Usage:python3 sample_qc.py target_bed probe_bed bamfile outdir prefix
target_bed and probe_be maybe a same file
the bamfile must remove or mark PCR duplicates
Email:fanyucai1@126.com
输出示例:
The result output as follows::
Counts-On-Target_Reads 626001
mean_depth 303.485387
median_depth 287
FOLD_80_BASE_PENALTY 2.009837
%_bases_above_1 98.6
%_bases_above_5 97.3
%_bases_above_10 96.9
%_bases_above_50 93.6
%_bases_above_100 88.3
%_bases_above_250 58.6
%_bases_above_500 14.2
%_bases_above_1000 14.2
%_bases_above_10000 14.2
参考文献
1. Chalmers Z R, Connelly C F, Fabrizio D, et al. Analysis of 100,000 human cancer genomes reveals the landscape of tumor mutational burden[J]. Genome medicine, 2017, 9(1): 34.
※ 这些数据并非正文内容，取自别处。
//! Test fixtures and helpers.
//!
//! Common setup code for integration tests.

use keylog::{HotWallet, WalletConfig};
use keylog_core::{Output, Record, RotationSource, SeededRotationSource, Wizard};
use keylog_transport::{Address, Credential, MemoryWalletService};

/// Three records entered together, plus a label for reporting.
#[derive(Debug, Clone)]
pub struct Scenario {
    pub name: &'static str,
    pub record1: Record,
    pub record2: Record,
    pub record3: Option<Record>,
}

/// The first record of every scenario: keys `K1`, `H1`, `H2`.
pub fn genesis_record() -> Record {
    Record::new()
        .public_key("K1")
        .prerotated_key_hash("H1")
        .twice_prerotated_key_hash("H2")
}

/// A second record that rotates cleanly from [`genesis_record`] and pays
/// its own pre-rotated hash.
pub fn rotated_record() -> Record {
    Record::new()
        .public_key("H1")
        .prerotated_key_hash("H2")
        .twice_prerotated_key_hash("H3")
        .outputs(vec![Output::new("H2", 5)])
}

/// Two records, no continuation, consistent.
pub fn two_record_chain() -> Scenario {
    Scenario {
        name: "two-record chain",
        record1: genesis_record(),
        record2: rotated_record(),
        record3: None,
    }
}

/// Record 2 pays its own pre-rotated hash `H1` but record 1 committed to
/// `H2`; the skip-one check fails even though no continuation is needed.
pub fn stale_prerotation() -> Scenario {
    Scenario {
        name: "stale pre-rotation",
        record1: genesis_record(),
        record2: Record::new()
            .public_key("H1")
            .prerotated_key_hash("H1")
            .twice_prerotated_key_hash("H3")
            .outputs(vec![Output::new("H1", 5)]),
        record3: None,
    }
}

/// Record 2 pays an external address; record 3 binds `H2`, `H3`.
pub fn continuation_chain() -> Scenario {
    Scenario {
        name: "continuation chain",
        record1: genesis_record(),
        record2: rotated_record().outputs(vec![Output::new("merchant", 5)]),
        record3: Some(
            Record::new()
                .public_key("H2")
                .prerotated_key_hash("H3")
                .twice_prerotated_key_hash("H4"),
        ),
    }
}

/// As [`continuation_chain`] but record 3 carries the wrong public key.
pub fn wrong_continuation_key() -> Scenario {
    let mut scenario = continuation_chain();
    scenario.name = "wrong continuation key";
    if let Some(r3) = scenario.record3.as_mut() {
        r3.public_key = "WRONG".into();
    }
    scenario
}

/// Record 2 is marked with a relationship while still paying on-chain.
pub fn relationship_continuation() -> Scenario {
    let mut scenario = continuation_chain();
    scenario.name = "relationship continuation";
    scenario.record2 = rotated_record().relationship("attest");
    scenario
}

/// Single skip-one mismatch between records 1 and 2.
pub fn single_skip_one_mismatch() -> Scenario {
    Scenario {
        name: "single skip-one mismatch",
        record1: genesis_record().twice_prerotated_key_hash("X"),
        record2: rotated_record()
            .prerotated_key_hash("Y")
            .outputs(vec![Output::new("Y", 1)]),
        record3: None,
    }
}

/// Continuation is required but record 3 was never filled.
pub fn missing_continuation() -> Scenario {
    let mut scenario = continuation_chain();
    scenario.name = "missing continuation";
    scenario.record3 = None;
    scenario
}

/// Every scenario above, in a stable order.
pub fn all_scenarios() -> Vec<Scenario> {
    vec![
        two_record_chain(),
        stale_prerotation(),
        continuation_chain(),
        wrong_continuation_key(),
        relationship_continuation(),
        single_skip_one_mismatch(),
        missing_continuation(),
    ]
}

/// A funded hot wallet over an in-memory service.
pub struct WalletFixture {
    pub wallet: HotWallet<MemoryWalletService>,
    pub credential: Credential,
    pub funded: Address,
    pub rotation: SeededRotationSource,
}

impl WalletFixture {
    /// Create a fixture with a fixed seed and the default config.
    pub fn new() -> Self {
        Self::with_config(WalletConfig::default())
    }

    /// Create a fixture with the given config.
    pub fn with_config(config: WalletConfig) -> Self {
        let credential = Credential::new("fixture-passphrase");
        let funded = Address::new("fixture-funded");
        let service = MemoryWalletService::new()
            .with_credential(credential.clone())
            .with_balance(funded.clone(), 50_000);

        Self {
            wallet: HotWallet::new(service, config),
            credential,
            funded,
            rotation: SeededRotationSource::from_seed([0x42; 32]),
        }
    }

    /// Fill a wizard from the seeded ladder starting at `index`.
    ///
    /// Record 2 pays `payee`. Pass `None` to keep the funds on-chain, which
    /// leaves the wizard ready after record 2.
    pub fn wizard(&self, index: u32, payee: Option<&str>) -> Result<Wizard, keylog::WalletError> {
        let mut wizard = Wizard::new();

        let first = self
            .rotation
            .next_rotation(index)
            .map_err(keylog_core::WizardError::from)?;
        wizard.edit_record1(|r| r.apply_rotation(&first));
        wizard.advance()?;

        wizard.scan_record2(&self.rotation, index + 1)?;
        let payee = match payee {
            Some(payee) => payee.to_string(),
            None => wizard.record2().prerotated_key_hash.clone(),
        };
        wizard.edit_record2(|r| r.outputs = vec![Output::new(payee, 1_000)]);
        wizard.advance()?;

        if wizard.continuation_required() {
            wizard.scan_record3(&self.rotation, index + 2)?;
            wizard.advance()?;
        }

        Ok(wizard)
    }
}

impl Default for WalletFixture {
    fn default() -> Self {
        Self::new()
    }
}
2. Buchhalter I, Rempel E, Endris V, et al. Size matters: Dissecting key parameters for panel‐based tumor mutational burden analysis[J]. International journal of cancer, 2019, 144(4): 848-858.
3. Büttner R, Longshore J W, López-Ríos F, et al. Implementing TMB measurement in clinical practice: considerations on assay requirements[J]. ESMO open, 2019, 4(1): e000442.
4. Zehir A, Benayed R, Shah R H, et al. Mutational landscape of metastatic cancer revealed from prospective clinical sequencing of 10,000 patients[J]. Nature medicine, 2017, 23(6): 703.
5. Wood D E, White J R, Georgiadis A, et al. A machine learning approach for somatic mutation discovery[J]. Science translational medicine, 2018, 10(457): eaar7939.
6. Montgomery N D, Selitsky S R, Patel N M, et al. Identification of Germline Variants in Tumor Genomic Sequencing Analysis[J]. The Journal of molecular diagnostics: JMD, 2018, 20(1): 123-125.
7. Sun J X, He Y, Sanford E, et al. A computational approach to distinguish somatic vs. germline origin of genomic alterations from deep sequencing of cancer specimens without a matched normal[J]. PLoS computational biology, 2018, 14(2): e1005965.
8. Fancello L, Gandini S, Pelicci P G, et al. Tumor mutational burden quantification from targeted gene panels: major advancements and challenges[J]. Journal for immunotherapy of cancer, 2019, 7(1): 183.
9. Samstein R M, Lee C H, Shoushtari A N, et al. Tumor mutational load predicts survival after immunotherapy across multiple cancer types[J]. Nature genetics, 2019, 51(2): 202-206.
10. So A P, Vilborg A, Bouhlal Y, et al. A robust targeted sequencing approach for low input and variable quality DNA from clinical samples[J]. NPJ genomic medicine, 2018, 3(1): 2.